Nonmetallic Gasket and Miniature Plastic Turnbuckle Diamond Anvil Cell for Pulsed Magnetic Field Studies at Cryogenic Temperatures

TL;DR

This paper introduces a nonmetallic, plastic diamond anvil cell and gasket designed for pulsed magnetic field experiments at cryogenic temperatures, reducing eddy current heating and Lorentz forces compared to metal cells.

Contribution

The development of a nonmetallic, plastic diamond anvil cell and gasket for pulsed magnetic field studies at cryogenic temperatures, enabling higher pressures without heating issues.

Findings

Achieved 3 GPa pressure in a plastic cell at 4 K.

Reduced eddy current heating and Lorentz forces in pulsed magnetic fields.
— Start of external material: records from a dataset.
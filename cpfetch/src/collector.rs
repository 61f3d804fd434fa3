//! Idle-terminated collection of streamed command output.
//!
//! The dump command gives no end-of-transfer signal, and its output can be
//! anything from a few kilobytes to several gigabytes, so a fixed overall
//! timeout is wrong. The collector instead reads for as long as data keeps
//! arriving and stops after `max_idle_polls` consecutive empty polls.
//!
//! A remote pause longer than that window cannot be told apart from the end
//! of the transfer and truncates the output. The caller detects this only
//! indirectly, when the truncated base64 fails to decode.

use std::time::Duration;

use log::{debug, info};
use tokio::time::Instant;

use crate::error::Result;
use crate::session::Session;
use crate::transport::Channel;

/// Polling parameters for [`collect_until_idle`].
#[derive(Debug, Clone)]
pub struct CollectorConfig {
    /// Sleep between polls that found no data.
    pub poll_interval: Duration,

    /// Consecutive empty polls that end the collection.
    pub max_idle_polls: u32,

    /// Largest single read.
    pub chunk_size: usize,

    /// Report progress every this many chunks (0 disables it).
    pub progress_every: u64,
}

impl CollectorConfig {
    /// How long the remote side may stay silent before the transfer is
    /// considered finished.
    pub fn idle_window(&self) -> Duration {
        self.poll_interval * self.max_idle_polls
    }
}

impl Default for CollectorConfig {
    fn default() -> Self {
        Self {
            poll_interval: Duration::from_millis(500),
            max_idle_polls: 60,
            chunk_size: 128 * 1024,
            progress_every: 100,
        }
    }
}

/// Counters threaded through each poll iteration.
#[derive(Debug, Clone, Copy, Default, PartialEq, Eq)]
pub struct StreamState {
    /// Raw bytes received since collection started.
    pub total_bytes: u64,

    /// Polls in a row that found nothing.
    pub idle_polls: u32,

    /// Non-empty reads so far.
    pub chunks: u64,
}

impl StreamState {
    /// Fold the result of one poll into the state. `received == 0` is an
    /// idle poll; anything else resets the idle counter.
    pub fn observe(self, received: usize) -> Self {
        if received == 0 {
            Self {
                idle_polls: self.idle_polls + 1,
                ..self
            }
        } else {
            Self {
                total_bytes: self.total_bytes + received as u64,
                idle_polls: 0,
                chunks: self.chunks + 1,
            }
        }
    }

    /// Whether collection should stop.
    pub fn is_idle(&self, max_idle_polls: u32) -> bool {
        self.idle_polls >= max_idle_polls
    }

    /// Received volume in mebibytes, for progress output.
    pub fn megabytes(&self) -> f64 {
        self.total_bytes as f64 / (1024.0 * 1024.0)
    }
}

/// Everything collected after the dump command.
#[derive(Debug)]
pub struct StreamOutput {
    /// Collected text, control sequences stripped.
    pub text: String,

    /// Final counters.
    pub state: StreamState,

    /// Time spent collecting, including the trailing idle window.
    pub elapsed: Duration,
}

/// Read from the session until it has been idle for
/// `config.max_idle_polls` consecutive polls.
///
/// `on_progress` is called every `config.progress_every` chunks. A channel
/// error aborts the collection; the partially collected text is dropped.
pub async fn collect_until_idle<C, F>(
    session: &mut Session<C>,
    config: &CollectorConfig,
    mut on_progress: F,
) -> Result<StreamOutput>
where
    C: Channel,
    F: FnMut(&StreamState),
{
    let start = Instant::now();
    let mut state = StreamState::default();

    debug!(
        "collecting until idle for {:?} ({} polls of {:?})",
        config.idle_window(),
        config.max_idle_polls,
        config.poll_interval
    );

    while !state.is_idle(config.max_idle_polls) {
        let received = session.read_available(config.chunk_size).await?;
        state = state.observe(received);

        if received == 0 {
            tokio::time::sleep(config.poll_interval).await;
        } else if config.progress_every > 0 && state.chunks % config.progress_every == 0 {
            on_progress(&state);
        }
    }

    let elapsed = start.elapsed();
    info!(
        "stream idle after {} bytes in {} chunks ({:?})",
        state.total_bytes, state.chunks, elapsed
    );

    Ok(StreamOutput {
        text: session.take_text(),
        state,
        elapsed,
    })
}
//! Byte-stream abstraction over an interactive remote shell.

use std::future::Future;

use bytes::Bytes;

use crate::error::Result;

/// A duplex byte stream to a remote command interpreter.
///
/// This is the only surface the session, dialogue and collector layers
/// see, so they can be driven by a real SSH channel or a scripted one.
pub trait Channel: Send {
    /// Write raw bytes to the remote side.
    fn send(&mut self, data: &[u8]) -> impl Future<Output = Result<()>> + Send;

    /// Whether a `receive` call would return data without waiting.
    fn data_available(&mut self) -> impl Future<Output = Result<bool>> + Send;

    /// Read up to `max_bytes`. Waits at most the channel's read timeout and
    /// returns an empty buffer if nothing arrived.
    fn receive(&mut self, max_bytes: usize) -> impl Future<Output = Result<Bytes>> + Send;

    /// Close the channel. Closing twice is a no-op.
    fn close(&mut self) -> impl Future<Output = Result<()>> + Send;
}

impl<C: Channel> Channel for &mut C {
    fn send(&mut self, data: &[u8]) -> impl Future<Output = Result<()>> + Send {
        C::send(&mut **self, data)
    }

    fn data_available(&mut self) -> impl Future<Output = Result<bool>> + Send {
        C::data_available(&mut **self)
    }

    fn receive(&mut self, max_bytes: usize) -> impl Future<Output = Result<Bytes>> + Send {
        C::receive(&mut **self, max_bytes)
    }

    fn close(&mut self) -> impl Future<Output = Result<()>> + Send {
        C::close(&mut **self)
    }
}
//! Dialogue state machine.

use std::fmt;
use std::time::Duration;

use log::warn;

use super::step::DialogueStep;
use crate::error::{DialogueError, Result};

/// Where the privilege-escalation dialogue stands.
///
/// Ordinary steps move the machine forward but stop short of
/// `Authenticated`; only a step that enters the privileged shell gets
/// there. Once `Authenticated` it stays there.
#[derive(Debug, Clone, Copy, PartialEq, Eq)]
pub enum DialogueState {
    /// Shell opened, login banner still arriving.
    Connected,
    /// `expert` sent, waiting for the password prompt.
    AwaitingExpertPrompt,
    /// Password sent, waiting for the privileged prompt.
    Authenticating,
    /// Privileged shell reached (or assumed reached).
    Authenticated,
}

impl DialogueState {
    /// The state that follows this one.
    pub fn next(self) -> Self {
        match self {
            DialogueState::Connected => DialogueState::AwaitingExpertPrompt,
            DialogueState::AwaitingExpertPrompt => DialogueState::Authenticating,
            DialogueState::Authenticating | DialogueState::Authenticated => {
                DialogueState::Authenticated
            }
        }
    }

    /// Transition after `step` finished with `outcome`.
    ///
    /// A privileged step lands in `Authenticated` whatever the state
    /// before it. A timed out step still advances under
    /// [`TimeoutPolicy::BestEffort`]; under [`TimeoutPolicy::Strict`] it is
    /// a [`DialogueError::Timeout`].
    pub fn advance(
        self,
        step: &DialogueStep,
        outcome: &StepOutcome,
        policy: TimeoutPolicy,
    ) -> Result<Self> {
        if let StepOutcome::TimedOut { waited } = *outcome {
            let expected = step.expect.clone().unwrap_or_default();
            match policy {
                TimeoutPolicy::Strict => {
                    return Err(DialogueError::Timeout {
                        step: step.name.clone(),
                        expected,
                        waited,
                    }
                    .into());
                }
                TimeoutPolicy::BestEffort => {
                    warn!(
                        "step '{}' did not see {:?} within {:?}, continuing",
                        step.name, expected, waited
                    );
                }
            }
        }

        if step.privileged {
            return Ok(DialogueState::Authenticated);
        }
        Ok(match self {
            DialogueState::Authenticating => DialogueState::Authenticating,
            other => other.next(),
        })
    }

    /// Whether the privileged shell has been reached.
    pub fn is_authenticated(self) -> bool {
        self == DialogueState::Authenticated
    }
}

impl fmt::Display for DialogueState {
    fn fmt(&self, f: &mut fmt::Formatter<'_>) -> fmt::Result {
        let name = match self {
            DialogueState::Connected => "connected",
            DialogueState::AwaitingExpertPrompt => "awaiting-expert-prompt",
            DialogueState::Authenticating => "authenticating",
            DialogueState::Authenticated => "authenticated",
        };
        f.write_str(name)
    }
}

/// How a single step ended.
#[derive(Debug, Clone, Copy, PartialEq, Eq)]
pub enum StepOutcome {
    /// The expected text showed up.
    Matched { elapsed: Duration },
    /// The wait budget ran out first.
    TimedOut { waited: Duration },
    /// The step had nothing to expect and waited out its budget.
    Settled,
}

impl StepOutcome {
    /// Check if the step's expectation was not met.
    pub fn is_timeout(&self) -> bool {
        matches!(self, StepOutcome::TimedOut { .. })
    }
}

/// What to do when a step's expectation is not met in time.
#[derive(Debug, Clone, Copy, Default, PartialEq, Eq)]
pub enum TimeoutPolicy {
    /// Log a warning and move on. Remote prompt text is not fully
    /// predictable, so this is the default.
    #[default]
    BestEffort,
    /// Abort the dialogue.
    Strict,
}

#[cfg(test)]
mod tests {
    use super::*;

    fn step() -> DialogueStep {
        DialogueStep::new("expert", "Enter expert password:")
    }

    #[test]
    fn test_next_walks_to_authenticated() {
        let mut state = DialogueState::Connected;
        let mut seen = vec![state];
        for _ in 0..4 {
            state = state.next();
            seen.push(state);
        }
        assert_eq!(
            seen,
            vec![
                DialogueState::Connected,
                DialogueState::AwaitingExpertPrompt,
                DialogueState::Authenticating,
                DialogueState::Authenticated,
                DialogueState::Authenticated,
            ]
        );
    }

    #[test]
    fn test_match_advances() {
        let outcome = StepOutcome::Matched {
            elapsed: Duration::from_millis(500),
        };
        let state = DialogueState::AwaitingExpertPrompt
            .advance(&step(), &outcome, TimeoutPolicy::Strict)
            .unwrap();
        assert_eq!(state, DialogueState::Authenticating);
    }

    #[test]
    fn test_timeout_advances_best_effort() {
        let outcome = StepOutcome::TimedOut {
            waited: Duration::from_secs(2),
        };
        let state = DialogueState::AwaitingExpertPrompt
            .advance(&step(), &outcome, TimeoutPolicy::BestEffort)
            .unwrap();
        assert_eq!(state, DialogueState::Authenticating);
    }

    #[test]
    fn test_timeout_fails_strict() {
        let outcome = StepOutcome::TimedOut {
            waited: Duration::from_secs(2),
        };
        let err = DialogueState::AwaitingExpertPrompt
            .advance(&step(), &outcome, TimeoutPolicy::Strict)
            .unwrap_err();
        assert!(err.to_string().contains("Enter expert password:"));
    }

    #[test]
    fn test_settled_advances_under_strict() {
        let state = DialogueState::Connected
            .advance(&step(), &StepOutcome::Settled, TimeoutPolicy::Strict)
            .unwrap();
        assert_eq!(state, DialogueState::AwaitingExpertPrompt);
        assert!(!StepOutcome::Settled.is_timeout());
    }

    #[test]
    fn test_privileged_step_authenticates_from_any_state() {
        let sudo = DialogueStep::new("sudo -i", "#").enters_privileged_shell();
        let outcome = StepOutcome::Matched {
            elapsed: Duration::from_millis(100),
        };
        for state in [
            DialogueState::Connected,
            DialogueState::AwaitingExpertPrompt,
            DialogueState::Authenticating,
        ] {
            let next = state.advance(&sudo, &outcome, TimeoutPolicy::Strict).unwrap();
            assert_eq!(next, DialogueState::Authenticated);
        }
    }

    #[test]
    fn test_ordinary_steps_stop_short_of_authenticated() {
        let mut state = DialogueState::Connected;
        for _ in 0..5 {
            state = state
                .advance(&step(), &StepOutcome::Settled, TimeoutPolicy::Strict)
                .unwrap();
        }
        assert_eq!(state, DialogueState::Authenticating);

        let state = DialogueState::Authenticated
            .advance(&step(), &StepOutcome::Settled, TimeoutPolicy::Strict)
            .unwrap();
        assert_eq!(state, DialogueState::Authenticated);
    }
}
//! Content-based detection of base64 payload lines.
//!
//! There are no sentinel markers around the dump, so a line is taken as
//! payload purely by its shape: long enough and made only of the base64
//! alphabet. A prompt or echo that happens to have that shape is a false
//! positive this filter cannot rule out.

use std::borrow::Cow;
use std::sync::LazyLock;

use regex::Regex;

/// Shortest line accepted as payload.
pub const MIN_CANDIDATE_LEN: usize = 40;

static BASE64_LINE: LazyLock<Regex> =
    LazyLock::new(|| Regex::new(r"^[A-Za-z0-9+/=]+$").unwrap());

/// Check whether an already cleaned line qualifies as payload.
pub fn is_candidate(line: &str) -> bool {
    line.len() >= MIN_CANDIDATE_LEN && BASE64_LINE.is_match(line)
}

/// Candidate lines in stream order. Lines are borrowed from the collected
/// text unless carriage returns had to be removed from them.
#[derive(Debug, Clone, Default, PartialEq, Eq)]
pub struct Payload<'a> {
    lines: Vec<Cow<'a, str>>,
}

impl<'a> Payload<'a> {
    /// The candidate lines, in the order they were received.
    pub fn lines(&self) -> &[Cow<'a, str>] {
        &self.lines
    }

    /// Number of candidate lines.
    pub fn len(&self) -> usize {
        self.lines.len()
    }

    /// Check if no line qualified.
    pub fn is_empty(&self) -> bool {
        self.lines.is_empty()
    }

    /// First candidate line.
    pub fn first(&self) -> Option<&str> {
        self.lines.first().map(|l| l.as_ref())
    }

    /// Last candidate line.
    pub fn last(&self) -> Option<&str> {
        self.lines.last().map(|l| l.as_ref())
    }

    /// Total length of the base64 text.
    pub fn encoded_len(&self) -> usize {
        self.lines.iter().map(|l| l.len()).sum()
    }

    /// Concatenate all lines into one base64 string.
    pub fn concat(&self) -> String {
        let mut out = String::with_capacity(self.encoded_len());
        for line in &self.lines {
            out.push_str(line);
        }
        out
    }
}

impl<'a> FromIterator<Cow<'a, str>> for Payload<'a> {
    fn from_iter<I: IntoIterator<Item = Cow<'a, str>>>(iter: I) -> Self {
        Self {
            lines: iter.into_iter().collect(),
        }
    }
}

impl<'a> FromIterator<&'a str> for Payload<'a> {
    fn from_iter<I: IntoIterator<Item = &'a str>>(iter: I) -> Self {
        iter.into_iter().map(Cow::Borrowed).collect()
    }
}

/// Trim a line and drop every carriage return in it. PTYs emit `\r\n`
/// line endings and sometimes a stray `\r` mid-line when output is redrawn.
fn clean_line(line: &str) -> Cow<'_, str> {
    let line = line.trim();
    if line.contains('\r') {
        Cow::Owned(line.replace('\r', ""))
    } else {
        Cow::Borrowed(line)
    }
}

/// Pick the payload lines out of raw session output.
///
/// Each line is trimmed and stripped of carriage returns, then kept only if
/// the whole line is base64 alphabet and at least [`MIN_CANDIDATE_LEN`]
/// long. A single foreign character anywhere rejects the line.
pub fn extract_candidates(raw: &str) -> Payload<'_> {
    raw.split('\n')
        .map(clean_line)
        .filter(|l| is_candidate(l))
        .collect()
}
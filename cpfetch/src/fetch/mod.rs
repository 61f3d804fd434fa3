//! End-to-end fetch: connect, escalate, dump, collect, decode, write.

mod builder;
mod report;

pub use builder::{DEFAULT_REMOTE_DIR, FetchBuilder};
pub use report::FetchReport;

use std::path::PathBuf;
use std::time::Duration;

use log::{info, warn};
use tokio::time::Instant;

use crate::collector::{CollectorConfig, StreamOutput, StreamState, collect_until_idle};
use crate::dialogue::{DialogueConfig, DialogueReport, DialogueStep, run_dialogue};
use crate::error::Result;
use crate::payload;
use crate::session::Session;
use crate::transport::{Channel, SshConfig, SshTransport};

/// Leaves the privileged shell once streaming is over.
const EXIT_COMMAND: &str = "exit";

/// Pause after `exit` before the channel is closed.
const EXIT_SETTLE: Duration = Duration::from_millis(500);

/// Progress notifications passed to the caller of a fetch.
#[derive(Debug, Clone, Copy)]
pub enum FetchEvent<'a> {
    /// Periodic update while the dump streams in.
    Receiving(&'a StreamState),
    /// Streaming finished; extraction and decoding come next.
    Collected(&'a StreamState),
}

/// Everything about a fetch except how to reach the host.
#[derive(Debug)]
pub struct FetchJob {
    /// Dialogue that reaches the privileged shell.
    pub steps: Vec<DialogueStep>,

    /// Remote directory holding the file.
    pub remote_dir: String,

    /// File name inside `remote_dir`.
    pub backup_file: String,

    /// Local destination.
    pub output_path: PathBuf,

    /// Dialogue timing and policy.
    pub dialogue: DialogueConfig,

    /// Stream polling parameters.
    pub collector: CollectorConfig,
}

impl FetchJob {
    /// Absolute path of the file on the remote side.
    pub fn remote_path(&self) -> String {
        format!("{}/{}", self.remote_dir, self.backup_file)
    }

    /// Command that prints the file as base64.
    pub fn dump_command(&self) -> String {
        format!("base64 {}", self.remote_path())
    }

    /// Run the job over an already open channel.
    ///
    /// The channel is closed before decoding starts, whether streaming
    /// succeeded or not. Nothing is written unless the whole payload
    /// decodes. [`FetchEvent::Collected`] is emitted once streaming ends,
    /// before extraction can fail.
    pub async fn run_on<C, F>(&self, channel: C, mut on_event: F) -> Result<FetchReport>
    where
        C: Channel,
        F: FnMut(FetchEvent<'_>),
    {
        let start = Instant::now();
        let mut session = Session::new(channel);

        let streamed = self.stream(&mut session, &mut on_event).await;
        if let Err(e) = session.close().await {
            warn!("closing session: {}", e);
        }
        let (dialogue, output) = streamed?;

        info!("received {:.1} MB of output", output.state.megabytes());
        on_event(FetchEvent::Collected(&output.state));

        let payload = payload::require_payload(&output.text)?;
        info!(
            "found {} base64 lines ({} bytes encoded)",
            payload.len(),
            payload.encoded_len()
        );

        let bytes_written = payload::decode_and_persist(&payload, &self.output_path).await?;

        Ok(FetchReport {
            remote_path: self.remote_path(),
            output_path: self.output_path.clone(),
            raw_bytes: output.state.total_bytes,
            candidate_lines: payload.len(),
            encoded_len: payload.encoded_len(),
            bytes_written,
            dialogue_timeouts: dialogue.timeouts(),
            elapsed: start.elapsed(),
        })
    }

    /// Everything that needs the channel: dialogue, dump, collection, exit.
    async fn stream<C, F>(
        &self,
        session: &mut Session<C>,
        on_event: &mut F,
    ) -> Result<(DialogueReport, StreamOutput)>
    where
        C: Channel,
        F: FnMut(FetchEvent<'_>),
    {
        let dialogue = run_dialogue(session, &self.steps, &self.dialogue).await?;
        if !dialogue.state.is_authenticated() {
            warn!("dialogue ended in state {}, dumping anyway", dialogue.state);
        }

        let command = self.dump_command();
        info!("running '{}'", command);
        session.send_line(&command).await?;

        let output = collect_until_idle(session, &self.collector, |state| {
            on_event(FetchEvent::Receiving(state))
        })
        .await?;

        if let Err(e) = session.send_line(EXIT_COMMAND).await {
            warn!("leaving privileged shell: {}", e);
        }
        tokio::time::sleep(EXIT_SETTLE).await;

        Ok((dialogue, output))
    }
}

/// Connects to a host and runs a [`FetchJob`] there.
pub struct Fetcher {
    ssh: SshConfig,
    job: FetchJob,
}

impl Fetcher {
    /// Create a fetcher from its parts. Prefer [`FetchBuilder`].
    pub fn new(ssh: SshConfig, job: FetchJob) -> Self {
        Self { ssh, job }
    }

    /// Get the SSH configuration.
    pub fn ssh(&self) -> &SshConfig {
        &self.ssh
    }

    /// Get the job.
    pub fn job(&self) -> &FetchJob {
        &self.job
    }

    /// Connect, open a shell and run the job.
    ///
    /// `on_event` is called periodically while the dump streams in and
    /// once when streaming is over.
    pub async fn run<F>(self, on_event: F) -> Result<FetchReport>
    where
        F: FnMut(FetchEvent<'_>),
    {
        info!("connecting to {}", self.ssh.socket_addr());
        let channel = SshTransport::connect(self.ssh).await?.open_channel().await?;
        self.job.run_on(channel, on_event).await
    }
}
Developed a rotator and cryostat for fermiology studies.

Abstract

A plastic turnbuckle diamond anvil cell (DAC) and nonmetallic gasket have been developed for pulsed magnetic field studies to address issues of eddy current heating and Lorentz forces in metal cells. The plastic cell evolved from our 6.3 mm metal diameter turnbuckle DAC that was designed in 1993 to rotate in the 9 mm sample space of Quantum Design's MPMS. Attempts to use this metal DAC in pulsed magnetic fields caused the sample temperature to rise to T>70 K, necessitating the construction of a nonconductive cell and gasket. Pressures of 3 GPa have been produced in the plastic cell with 0.8 mm culets in an optical study conducted at T = 4 K. Variations of the cell are now being used for fermiology studies of metallic systems in pulsed magnetic fields that have required the development of a rotator and a special He-3 cryostat which are also discussed.